START INPUT RECORDS
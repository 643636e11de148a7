use std::path::PathBuf;

use serde_json::{Map, Value as Json};

use crate::{Injection, Injections};

pub const DEFAULT_MODULE_PREFIX: &str = "ht-";
pub const DEFAULT_MODULES_DIR: &str = "modules";
pub const DEFAULT_EXTENSIONS: [&str; 3] = ["json", "toml", "sh"];

/// Configuration for one graph build.
///
/// Constructed once before scanning starts and shared read-only afterwards
/// (tasks can ask for it with the `settings` input). Typed fields cover what the
/// scanner and resolver need; anything else lives in a free-form json map
/// that tasks can read with [`Config::get`].
#[derive(Debug, Clone)]
pub struct Config {
    /// log scanning and registration diagnostics at info instead of trace
    pub debug: bool,
    /// sub-directory of each root that holds the task files
    pub task_dir: Option<PathBuf>,
    /// prefix for convention-based module lookup: input `sassLint` -> `ht-sass-lint`
    pub module_prefix: String,
    /// name of the directory searched for file modules
    pub modules_dir: String,
    /// file extensions (without '.') that are loaded as tasks
    pub extensions: Vec<String>,
    /// injections available to every task, overridden by per-call injections
    pub inject: Injections,
    values: Map<String, Json>,
}

impl Default for Config {
    fn default() -> Self {
        Self {
            debug: false,
            task_dir: None,
            module_prefix: DEFAULT_MODULE_PREFIX.to_owned(),
            modules_dir: DEFAULT_MODULES_DIR.to_owned(),
            extensions: DEFAULT_EXTENSIONS.iter().map(|&e| e.to_owned()).collect(),
            inject: Injections::default(),
            values: Map::new(),
        }
    }
}

impl Config {
    /// Look up a free-form value. Dots descend into nested objects: `augment.output`.
    pub fn get(&self, key: &str) -> Option<&Json> {
        let mut parts = key.split('.');
        let mut current = self.values.get(parts.next()?)?;
        for part in parts {
            current = current.as_object()?.get(part)?;
        }
        Some(current)
    }

    /// Set a free-form value, creating intermediate objects for dotted keys.
    /// Returns the previous value, if any.
    pub fn set(&mut self, key: &str, value: Json) -> Option<Json> {
        let mut parts: Vec<&str> = key.split('.').collect();
        let last = parts.pop()?;
        let mut map = &mut self.values;
        for part in parts {
            let entry = map
                .entry(part.to_owned())
                .or_insert_with(|| Json::Object(Map::new()));
            if !entry.is_object() {
                *entry = Json::Object(Map::new());
            }
            map = entry.as_object_mut()?;
        }
        map.insert(last.to_owned(), value)
    }

    /// Add an injection available to every task.
    pub fn inject(&mut self, name: &str, injection: Injection) {
        self.inject.insert(name, injection);
    }

    /// True if files with this extension are loaded as tasks.
    pub fn is_task_ext(&self, ext: &str) -> bool {
        self.extensions.iter().any(|e| e.eq_ignore_ascii_case(ext))
    }
}
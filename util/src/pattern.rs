use regex::Regex;

/// Character that turns a dependency reference into a pattern.
pub const WILDCARD: char = '*';

/// A dependency pattern like `build:*`, where each `*` matches any substring
/// (including an empty one). Patterns are anchored to the whole id.
#[derive(Debug, Clone)]
pub struct Wildcard {
    regex: Regex,
}

impl Wildcard {
    /// True if `text` contains a wildcard and should be expanded.
    pub fn is_pattern(text: &str) -> bool {
        text.contains(WILDCARD)
    }

    /// Compile `pattern`. Everything but `*` is matched literally.
    pub fn new(pattern: &str) -> Result<Self, regex::Error> {
        let body = pattern
            .split(WILDCARD)
            .map(regex::escape)
            .collect::<Vec<_>>()
            .join(".*");
        let regex = Regex::new(&format!("^{body}$"))?;
        Ok(Self { regex })
    }

    pub fn matches(&self, id: &str) -> bool {
        self.regex.is_match(id)
    }
}
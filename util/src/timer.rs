use std::time::{Duration, Instant};

/// Utility for keeping track of the time it took to perform some operation.
#[derive(Debug, Clone, Copy)]
pub struct Timer {
    start_time: Instant,
}

impl Timer {
    /// Create a new `Timer`.
    pub fn now() -> Self {
        Self {
            start_time: Instant::now(),
        }
    }

    /// Reset internal timer to now.
    pub fn reset(&mut self) {
        self.start_time = Instant::now();
    }

    /// Time since the timer was created or last reset.
    pub fn elapsed(&self) -> Duration {
        self.start_time.elapsed()
    }

    /// Print a message with the elapsed time since the timer was last reset.
    pub fn print_elapsed(&self, task: &str) {
        eprintln!("{} took {:?}", task, self.elapsed());
    }
}
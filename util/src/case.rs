//! Case conversions for input names.
//!
//! Input names are usually written as rust idents (`sass_lint`) or camel case
//! (`sassLint`); module specifiers and environment variables want something else.

#[derive(Debug, Clone, Copy, PartialEq, Eq)]
enum Kind {
    Lower,
    Upper,
    Digit,
}

fn kind(c: char) -> Option<Kind> {
    if c.is_ascii_digit() {
        Some(Kind::Digit)
    } else if c.is_uppercase() {
        Some(Kind::Upper)
    } else if c.is_alphanumeric() {
        Some(Kind::Lower)
    } else {
        None
    }
}

/// Split `text` into words on separators, lower->upper transitions,
/// letter/digit transitions, and the end of an acronym ("XMLHttp" -> "XML", "Http").
fn words(text: &str) -> Vec<String> {
    let chars: Vec<char> = text.chars().collect();
    let mut words = Vec::new();
    let mut word = String::new();

    for (i, &c) in chars.iter().enumerate() {
        let Some(this) = kind(c) else {
            if !word.is_empty() {
                words.push(std::mem::take(&mut word));
            }
            continue;
        };

        if let Some(prev) = i.checked_sub(1).and_then(|p| kind(chars[p])) {
            let next = chars.get(i + 1).and_then(|&n| kind(n));
            let boundary = match (prev, this) {
                (Kind::Lower, Kind::Upper) => true,
                (Kind::Digit, Kind::Upper | Kind::Lower) => true,
                (Kind::Upper | Kind::Lower, Kind::Digit) => true,
                (Kind::Upper, Kind::Upper) => next == Some(Kind::Lower),
                _ => false,
            };
            if boundary && !word.is_empty() {
                words.push(std::mem::take(&mut word));
            }
        }
        word.push(c);
    }
    if !word.is_empty() {
        words.push(word);
    }
    words
}

/// `getModule` -> `get-module`, `sass_lint` -> `sass-lint`.
pub fn kebab_case(text: &str) -> String {
    words(text)
        .iter()
        .map(|w| w.to_lowercase())
        .collect::<Vec<_>>()
        .join("-")
}

/// `getModule` -> `GET_MODULE`, for exporting inputs as environment variables.
pub fn env_case(text: &str) -> String {
    words(text)
        .iter()
        .map(|w| w.to_uppercase())
        .collect::<Vec<_>>()
        .join("_")
}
END INPUT RECORDS
### PROBLEM DESCRIPTION
Of the lines above, copy each one that contains the word "words".

### SOLUTION
/// Split `text` into words on separators, lower->upper transitions,
fn words(text: &str) -> Vec<String> {
    let mut words = Vec::new();
                words.push(std::mem::take(&mut word));
                words.push(std::mem::take(&mut word));
        words.push(word);
    words
    words(text)
    words(text)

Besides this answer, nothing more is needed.